JACKSONVILLE, Fla. -- George Helow, 90, who turned seven Jacksonville convenience stores into a chain of 370 Zippy Marts in Florida, Georgia, South Carolina and Alabama, died on January 17.
"He was a very, very smart businessman," his son Joseph Helow told the Florida Times-Union.
At one point, Zippy Mart was the largest solely owned convenience store chain in the country, according to the report. In a 1976 interview with the Times-Union, Helow credited much of his success to the fact that revenues could be used for expansion rather than stockholders' earnings since it was solely owned.
His c-store career began in 1960 when he invested in Paks stores with Ed Pack, for whom the chain was named. By 1965, they had six locations in Miami and seven in Jacksonville.
"He was frustrated because he thought they were growing way too slowly and saw a real opportunity to expand these stores," his son said.
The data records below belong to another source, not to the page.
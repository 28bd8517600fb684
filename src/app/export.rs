//! Hochauflösender Export: dichtes Gitter, Deformation, Off-Screen-Render, PNG.
//!
//! Der Export arbeitet auf eigenen Kopien (Gitter, Kurve, Netz) und verändert
//! nur das `is_exporting`-Flag des Parameter-Zustands. Alle temporären
//! Ressourcen gehören dem [`ExportPlan`] und werden mit ihm freigegeben.

use super::image_loader::ImageSlot;
use super::state::ParameterState;
use crate::core::{deform, Bounds3, DeformedMesh, FlatGrid, PathCurve, SourceImage};
use crate::core::{WarpError, WarpResult};
use crate::render::{OffscreenRenderer, OrthoFrame, RenderRequest};
use crate::shared::WarpOptions;
use anyhow::Context;
use glam::{Vec2, Vec3};
use image::RgbaImage;
use std::path::Path;
use std::sync::Arc;

/// Spalten und Zeilen des Export-Gitters für eine Quellbild-Breite.
///
/// `columns = min(max_columns, source_width / 2)`, `rows = round(columns × height_scale)`.
pub fn high_res_dimensions(source_width: u32, height_scale: f32, max_columns: u32) -> (u32, u32) {
    let columns = (source_width / 2).min(max_columns).max(1);
    let rows = (columns as f32 * height_scale).round().max(1.0) as u32;
    (columns, rows)
}

/// Obergrenze der Vertex-Anzahl eines Export-Gitters.
///
/// Liegt deutlich unter dem `u32`-Indexraum; das größte Gitter bei
/// gekappten Spalten und maximaler Halbhöhe passt hinein.
pub const MAX_EXPORT_VERTICES: u64 = 1 << 25;

/// Prüft, ob ein Gitter mit `columns × rows` Zellen exportierbar ist.
pub fn check_export_grid(columns: u32, rows: u32) -> WarpResult<()> {
    let vertices = (u64::from(columns) + 1) * (u64::from(rows) + 1);
    if vertices > MAX_EXPORT_VERTICES {
        log::warn!(
            "Export-Gitter {}x{} überschreitet das Vertex-Budget ({} > {})",
            columns,
            rows,
            vertices,
            MAX_EXPORT_VERTICES
        );
        return Err(WarpError::InvalidExportDimensions {
            width: i64::from(columns),
            height: i64::from(rows),
        });
    }
    Ok(())
}

/// Vorbereiteter Export: verformtes, re-zentriertes Netz plus Zielgröße.
#[derive(Debug, Clone)]
pub struct ExportPlan {
    /// Spalten des Export-Gitters
    pub columns: u32,
    /// Zeilen des Export-Gitters
    pub rows: u32,
    /// Bounding-Box des verformten Netzes (vor dem Re-Zentrieren)
    pub bounds: Bounds3,
    /// Pixel pro Welteinheit (Quellbild-Dichte)
    pub pixels_per_unit: f32,
    /// Ausgabebreite in Pixeln
    pub width: u32,
    /// Ausgabehöhe in Pixeln
    pub height: u32,
    positions: Vec<Vec3>,
    uvs: Vec<Vec2>,
    indices: Vec<u32>,
}

impl ExportPlan {
    /// Baut Gitter und Kurve neu auf, verformt und bestimmt die Ausgabegröße.
    pub fn prepare(
        params: &ParameterState,
        source_width: u32,
        options: &WarpOptions,
    ) -> WarpResult<Self> {
        let (columns, rows) = high_res_dimensions(
            source_width,
            params.height_scale(),
            options.max_export_columns,
        );
        check_export_grid(columns, rows)?;
        let grid = FlatGrid::new(columns, rows, params.height_scale());
        let curve =
            PathCurve::build_with_samples(params.control_points(), options.arc_samples_per_segment);

        let mut mesh = DeformedMesh::from_grid(&grid);
        mesh.set_positions(deform(&grid, curve.as_ref(), &params.warp_params()));

        let bounds = mesh
            .bounds()
            .ok_or(WarpError::InvalidExportDimensions {
                width: 0,
                height: 0,
            })?;
        let pixels_per_unit = source_width as f32 / FlatGrid::WIDTH;
        let (width, height) = output_size(&bounds, pixels_per_unit)?;

        Ok(Self {
            columns,
            rows,
            bounds,
            pixels_per_unit,
            width,
            height,
            positions: mesh.recentered(bounds.center()),
            uvs: grid.uvs().to_vec(),
            indices: grid.indices().to_vec(),
        })
    }

    /// Render-Auftrag mit exakt auf die Bounding-Box gesetztem Rahmen.
    pub fn request(&self) -> RenderRequest<'_> {
        RenderRequest {
            positions: &self.positions,
            uvs: &self.uvs,
            indices: &self.indices,
            frame: OrthoFrame::from_extent(self.bounds.width(), self.bounds.height()),
            width: self.width,
            height: self.height,
        }
    }

    /// Re-zentrierte Positionen.
    pub fn positions(&self) -> &[Vec3] {
        &self.positions
    }
}

/// Ausgabegröße aus Welt-Ausdehnung und Pixeldichte.
pub fn output_size(bounds: &Bounds3, pixels_per_unit: f32) -> WarpResult<(u32, u32)> {
    let width = (bounds.width() * pixels_per_unit).ceil();
    let height = (bounds.height() * pixels_per_unit).ceil();
    // NaN wird zu 0 und fällt damit ebenfalls durch
    let (w, h) = (width as i64, height as i64);
    if w <= 0 || h <= 0 || w > u32::MAX as i64 || h > u32::MAX as i64 {
        return Err(WarpError::InvalidExportDimensions {
            width: w,
            height: h,
        });
    }
    Ok((w as u32, h as u32))
}

/// Kodiert einen Pixelpuffer als PNG.
pub fn encode_png(image: &RgbaImage) -> WarpResult<Vec<u8>> {
    let mut bytes = Vec::new();
    image.write_to(&mut std::io::Cursor::new(&mut bytes), image::ImageFormat::Png)?;
    Ok(bytes)
}

/// Abnehmer der kodierten Export-Datei (Speichern/Download).
pub trait ExportSink {
    /// Übergibt die PNG-Bytes; liefert den Ablageort zur Anzeige.
    fn deliver(&mut self, path: &Path, bytes: &[u8]) -> anyhow::Result<String>;
}

/// Schreibt Exporte ins Dateisystem.
#[derive(Debug, Default, Clone, Copy)]
pub struct FileExportSink;

impl ExportSink for FileExportSink {
    fn deliver(&mut self, path: &Path, bytes: &[u8]) -> anyhow::Result<String> {
        if let Some(parent) = path.parent().filter(|p| !p.as_os_str().is_empty()) {
            std::fs::create_dir_all(parent)
                .with_context(|| format!("Export-Verzeichnis anlegen: {}", parent.display()))?;
        }
        std::fs::write(path, bytes)
            .with_context(|| format!("Export schreiben: {}", path.display()))?;
        Ok(path.display().to_string())
    }
}

/// Zusammenfassung eines abgeschlossenen Exports.
#[derive(Debug, Clone, PartialEq, Eq)]
pub struct ExportReport {
    /// Ausgabebreite in Pixeln
    pub width: u32,
    /// Ausgabehöhe in Pixeln
    pub height: u32,
    /// Spalten des Export-Gitters
    pub columns: u32,
    /// Zeilen des Export-Gitters
    pub rows: u32,
    /// Ablageort laut Export-Abnehmer
    pub location: String,
}

/// Ergebnis eines Export-Schritts.
#[derive(Debug)]
pub enum ExportEvent {
    /// Export fertig geschrieben
    Completed(ExportReport),
    /// Export abgebrochen, alle Ressourcen freigegeben
    Failed(anyhow::Error),
}

#[derive(Debug, Default)]
enum ExportPhase {
    #[default]
    Idle,
    AwaitingTexture {
        plan: Box<ExportPlan>,
        image: Arc<SourceImage>,
        waited_frames: u32,
    },
}

/// Ablaufsteuerung: höchstens ein Export gleichzeitig.
///
/// Weitere Trigger während eines laufenden Exports werden zusammengefasst
/// und danach einmal bedient.
#[derive(Debug, Default)]
pub struct ExportPipeline {
    handled_requests: u64,
    phase: ExportPhase,
    last_report: Option<ExportReport>,
}

impl ExportPipeline {
    /// Erstellt eine leere Pipeline.
    pub fn new() -> Self {
        Self::default()
    }

    /// Wartet ein vorbereiteter Export auf die Textur?
    pub fn is_awaiting_texture(&self) -> bool {
        matches!(self.phase, ExportPhase::AwaitingTexture { .. })
    }

    /// Gibt es noch unbediente Export-Trigger?
    pub fn has_pending_request(&self, params: &ParameterState) -> bool {
        params.export_request_count() > self.handled_requests
    }

    /// Bericht des zuletzt abgeschlossenen Exports.
    pub fn last_report(&self) -> Option<&ExportReport> {
        self.last_report.as_ref()
    }

    /// Führt einen Export-Schritt aus (einmal pro Frame).
    ///
    /// `None`, solange nichts abgeschlossen wurde (kein Trigger, Bild lädt
    /// noch oder Textur nicht bereit).
    pub fn poll(
        &mut self,
        params: &mut ParameterState,
        images: &ImageSlot,
        options: &WarpOptions,
        renderer: &mut dyn OffscreenRenderer,
        sink: &mut dyn ExportSink,
    ) -> Option<ExportEvent> {
        if matches!(self.phase, ExportPhase::Idle) {
            if !self.has_pending_request(params) {
                return None;
            }
            let Some(image) = images.ready() else {
                log::debug!("Export zurückgestellt: {}", WarpError::ImageNotReady);
                return None;
            };

            self.handled_requests = params.export_request_count();
            params.set_exporting(true);
            log::info!(
                "Export gestartet: Quellbild {}x{} Pixel",
                image.width(),
                image.height()
            );

            match ExportPlan::prepare(params, image.width(), options) {
                Ok(plan) => {
                    log::debug!(
                        "Export-Gitter {}x{}, Ausgabe {}x{} Pixel",
                        plan.columns,
                        plan.rows,
                        plan.width,
                        plan.height
                    );
                    self.phase = ExportPhase::AwaitingTexture {
                        plan: Box::new(plan),
                        image,
                        waited_frames: 0,
                    };
                }
                Err(e) => {
                    params.set_exporting(false);
                    return Some(self.failed(e.into()));
                }
            }
        }

        let ExportPhase::AwaitingTexture {
            image,
            waited_frames,
            ..
        } = &mut self.phase
        else {
            return None;
        };

        if !renderer.texture_ready(image) {
            *waited_frames += 1;
            let frames = *waited_frames;
            let watchdog = options.export_watchdog_frames;
            if watchdog > 0 && frames >= watchdog {
                self.phase = ExportPhase::Idle;
                params.set_exporting(false);
                return Some(self.failed(WarpError::TextureTimeout { frames }.into()));
            }
            return None;
        }

        let ExportPhase::AwaitingTexture { plan, image, .. } = std::mem::take(&mut self.phase)
        else {
            return None;
        };
        let result = render_and_deliver(&plan, &image, options, renderer, sink);
        params.set_exporting(false);

        Some(match result {
            Ok(report) => {
                log::info!(
                    "Export abgeschlossen: {}x{} Pixel → {}",
                    report.width,
                    report.height,
                    report.location
                );
                self.last_report = Some(report.clone());
                ExportEvent::Completed(report)
            }
            Err(e) => self.failed(e),
        })
    }

    fn failed(&mut self, error: anyhow::Error) -> ExportEvent {
        log::error!("Export fehlgeschlagen: {:#}", error);
        ExportEvent::Failed(error)
    }
}

fn render_and_deliver(
    plan: &ExportPlan,
    image: &SourceImage,
    options: &WarpOptions,
    renderer: &mut dyn OffscreenRenderer,
    sink: &mut dyn ExportSink,
) -> anyhow::Result<ExportReport> {
    let pixels = renderer.render(&plan.request(), image)?;
    let bytes = encode_png(&pixels)?;
    let location = sink.deliver(&options.export_path(), &bytes)?;
    Ok(ExportReport {
        width: plan.width,
        height: plan.height,
        columns: plan.columns,
        rows: plan.rows,
        location,
    })
}

#[cfg(test)]
mod tests {
    use super::*;
    use approx::assert_relative_eq;

    #[test]
    fn test_high_res_dimensions_for_1024_wide_image() {
        assert_eq!(high_res_dimensions(1024, 1.0, 2048), (512, 512));
    }

    #[test]
    fn test_high_res_columns_are_capped() {
        assert_eq!(high_res_dimensions(10_000, 0.5, 2048), (2048, 1024));
        assert_eq!(high_res_dimensions(1, 1.0, 2048), (1, 1));
    }

    #[test]
    fn test_export_grid_budget() {
        assert!(check_export_grid(512, 512).is_ok());
        // Gekappte Spalten bei maximaler Halbhöhe
        let (columns, rows) = high_res_dimensions(1 << 20, crate::shared::MAX_HEIGHT_SCALE, 2048);
        assert!(check_export_grid(columns, rows).is_ok());
        assert!(matches!(
            check_export_grid(2048, 2_048_000_000),
            Err(WarpError::InvalidExportDimensions {
                width: 2048,
                height: 2_048_000_000
            })
        ));
        assert!(check_export_grid(u32::MAX, u32::MAX).is_err());
    }

    #[test]
    fn test_oversized_height_scale_is_rejected_before_grid_build() {
        // Ungeklemmter Zustand, wie ihn ein Aufrufer ohne Setter erzeugen könnte
        let (columns, rows) = high_res_dimensions(4096, 1.0e6, 2048);
        assert_eq!(columns, 2048);
        assert!(check_export_grid(columns, rows).is_err());
    }

    #[test]
    fn test_output_size_rejects_degenerate_bounds() {
        let flat = Bounds3 {
            min: Vec3::new(-1.0, 0.0, 0.0),
            max: Vec3::new(1.0, 0.0, 0.0),
        };
        assert!(matches!(
            output_size(&flat, 512.0),
            Err(WarpError::InvalidExportDimensions { height: 0, .. })
        ));
    }

    #[test]
    fn test_output_size_rounds_up() {
        let bounds = Bounds3 {
            min: Vec3::new(-1.0, -0.5, 0.0),
            max: Vec3::new(1.001, 0.5, 0.0),
        };
        assert_eq!(output_size(&bounds, 100.0).expect("gültig"), (201, 100));
    }

    #[test]
    fn test_plan_keeps_live_params_untouched() {
        let params = ParameterState::default();
        let before = params.clone();
        let plan = ExportPlan::prepare(&params, 64, &WarpOptions::default()).expect("Plan");

        assert_eq!(plan.columns, 32);
        assert_eq!(plan.rows, 32);
        assert_relative_eq!(plan.pixels_per_unit, 32.0);
        assert_eq!(params.control_points(), before.control_points());
        assert_eq!(params.resolution(), before.resolution());
        assert!(plan.width > 0 && plan.height > 0);

        // Re-zentriert: Bounding-Box-Mitte liegt im Ursprung
        let recentered = Bounds3::from_points(plan.positions()).expect("Bounds");
        assert_relative_eq!(recentered.center().x, 0.0, epsilon = 1e-4);
        assert_relative_eq!(recentered.center().y, 0.0, epsilon = 1e-4);
    }

    #[test]
    fn test_encode_png_signature() {
        let bytes = encode_png(&RgbaImage::new(3, 2)).expect("PNG");
        assert_eq!(&bytes[..8], b"\x89PNG\r\n\x1a\n");
    }
}
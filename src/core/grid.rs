//! Unverformtes Rechteck-Gitter als Eingabe der Deformation.

use glam::{Vec2, Vec3};

/// Flaches Gitter: 2 Welteinheiten breit, `2 × height_scale` hoch.
///
/// Die Referenzpositionen werden beim Aufbau festgelegt und danach nicht mehr
/// verändert; nur die Ausgabe der Deformation ändert sich.
#[derive(Debug, Clone)]
pub struct FlatGrid {
    columns: u32,
    rows: u32,
    height_scale: f32,
    reference_positions: Vec<Vec3>,
    uvs: Vec<Vec2>,
    indices: Vec<u32>,
}

impl FlatGrid {
    /// Breite des Gitters in Welteinheiten (x ∈ [-1, 1]).
    pub const WIDTH: f32 = 2.0;

    /// Erstellt ein Gitter mit `columns × rows` Zellen.
    ///
    /// Vertices liegen zeilenweise von oben (y = +height_scale) nach unten,
    /// UV (0, 0) ist die linke obere Bildecke.
    pub fn new(columns: u32, rows: u32, height_scale: f32) -> Self {
        let columns = columns.max(1);
        let rows = rows.max(1);
        let stride = columns as usize + 1;
        let vertex_count = stride * (rows as usize + 1);

        let mut reference_positions = Vec::with_capacity(vertex_count);
        let mut uvs = Vec::with_capacity(vertex_count);

        for row in 0..=rows {
            let v = row as f32 / rows as f32;
            let y = height_scale - 2.0 * height_scale * v;
            for column in 0..=columns {
                let u = column as f32 / columns as f32;
                reference_positions.push(Vec3::new(-1.0 + Self::WIDTH * u, y, 0.0));
                uvs.push(Vec2::new(u, v));
            }
        }

        let mut indices = Vec::with_capacity(columns as usize * rows as usize * 6);
        for row in 0..rows {
            for column in 0..columns {
                let a = row * (columns + 1) + column;
                let b = a + 1;
                let c = a + columns + 1;
                let d = c + 1;
                indices.extend_from_slice(&[a, c, b, b, c, d]);
            }
        }

        Self {
            columns,
            rows,
            height_scale,
            reference_positions,
            uvs,
            indices,
        }
    }

    /// Interaktives Gitter: `resolution` Spalten, genau eine Zeile.
    pub fn interactive(resolution: u32, height_scale: f32) -> Self {
        Self::new(resolution, 1, height_scale)
    }

    /// Anzahl der Spalten (Zellen horizontal).
    pub fn columns(&self) -> u32 {
        self.columns
    }

    /// Anzahl der Zeilen (Zellen vertikal).
    pub fn rows(&self) -> u32 {
        self.rows
    }

    /// Halbe Gitterhöhe, mit der das Gitter gebaut wurde.
    pub fn height_scale(&self) -> f32 {
        self.height_scale
    }

    /// Unveränderliche Eingabepositionen der Deformation.
    pub fn reference_positions(&self) -> &[Vec3] {
        &self.reference_positions
    }

    /// Texturkoordinaten pro Vertex.
    pub fn uvs(&self) -> &[Vec2] {
        &self.uvs
    }

    /// Dreiecks-Indizes (zwei Dreiecke pro Zelle).
    pub fn indices(&self) -> &[u32] {
        &self.indices
    }

    /// Anzahl der Vertices.
    pub fn vertex_count(&self) -> usize {
        self.reference_positions.len()
    }
}

#[cfg(test)]
mod tests {
    use super::*;
    use approx::assert_relative_eq;

    #[test]
    fn test_interactive_grid_layout() {
        let grid = FlatGrid::interactive(50, 1.0);
        assert_eq!(grid.columns(), 50);
        assert_eq!(grid.rows(), 1);
        assert_eq!(grid.vertex_count(), 51 * 2);
        assert_eq!(grid.indices().len(), 50 * 6);

        let first = grid.reference_positions()[0];
        let last = *grid.reference_positions().last().unwrap();
        assert_relative_eq!(first.x, -1.0);
        assert_relative_eq!(first.y, 1.0);
        assert_relative_eq!(last.x, 1.0);
        assert_relative_eq!(last.y, -1.0);
    }

    #[test]
    fn test_height_scale_sets_vertical_extent() {
        let grid = FlatGrid::new(4, 2, 0.25);
        let ys: Vec<f32> = grid.reference_positions().iter().map(|p| p.y).collect();
        let max = ys.iter().cloned().fold(f32::MIN, f32::max);
        let min = ys.iter().cloned().fold(f32::MAX, f32::min);
        assert_relative_eq!(max, 0.25);
        assert_relative_eq!(min, -0.25);
    }

    #[test]
    fn test_uvs_span_unit_square() {
        let grid = FlatGrid::new(3, 3, 1.0);
        assert_eq!(grid.uvs()[0], Vec2::new(0.0, 0.0));
        assert_eq!(*grid.uvs().last().unwrap(), Vec2::new(1.0, 1.0));
    }

    #[test]
    fn test_zero_resolution_is_clamped() {
        let grid = FlatGrid::new(0, 0, 1.0);
        assert_eq!(grid.columns(), 1);
        assert_eq!(grid.rows(), 1);
        assert!(grid
            .indices()
            .iter()
            .all(|&i| (i as usize) < grid.vertex_count()));
    }
}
So Helow bought out the Jacksonville stores and changed their names to Zippy Mart. He increased fast-food and sandwich service as well as self-service gasoline dispensers, long before most chains. His stores also were about 400 square feet smaller than most, and he was one of the first to use four-foot shelves so clerks could view the layout.
He served as president of the National Association of Convenience Stores (NACS) in 1977.
Helow became president at the 1976 annual meeting in Atlanta, the first meeting with a full-fledged exposition and the first meeting to draw more than 2,000 attendees, the association said in a tribute.
His president's address a year later was considered one of the best ever delivered at a NACS closing banquet, the group added. As NACS entered its 16th year, Helow's speech, "Sweet Little Sixteen," compared the maturation of the industry to that of a person, which was a prescient look at the industry's future.
Helow later told NACS: "I began to realize that we had some issues that were probably paralleled to what an average child or girl or person would have at that age. It was a beautiful age; however, it's an age when people are now looking to be more responsible than they have been. And then I thought, isn't that something similar to what we're going through? The first 10 to15 years, we've gone helter skelter to open stores like there's no stop to it, and all of a sudden we've reached a point where we're reaching maturity in many markets. … That was an ideal time to, in retrospect, begin to [look at] our internal operations."
Helow sold his chain to Sun Oil Co. (Sunoco) in 1981, the Times-Union said.
Helow also was a philanthropist who started the Margaret and George Helow Family Foundation, which helped the needy, Catholic Charities and the Catholic church.
He was preceded in death by his father Peter, mother Mary, brothers John, Joseph and Philip, and sisters Jennie and Rosie and survived by his sister Evelyn Leinaar. He is also survived by his loving wife of 54 years, Margaret Ossi, son Joseph (Julie), daughters Mary Pritchard (Jim), Anne Darling (Jim), Diane Parker (Steve), Katherine Gilligan (Brian) and Theresa Ryan (Andrew), among other grandchildren, great-grandchildren, nieces, nephews and extended family.
In lieu of flowers, the family requests that donations be made to Catholic Charities or the Diocese of St. Augustine.
CSP sends condolences to his family, friends and colleagues.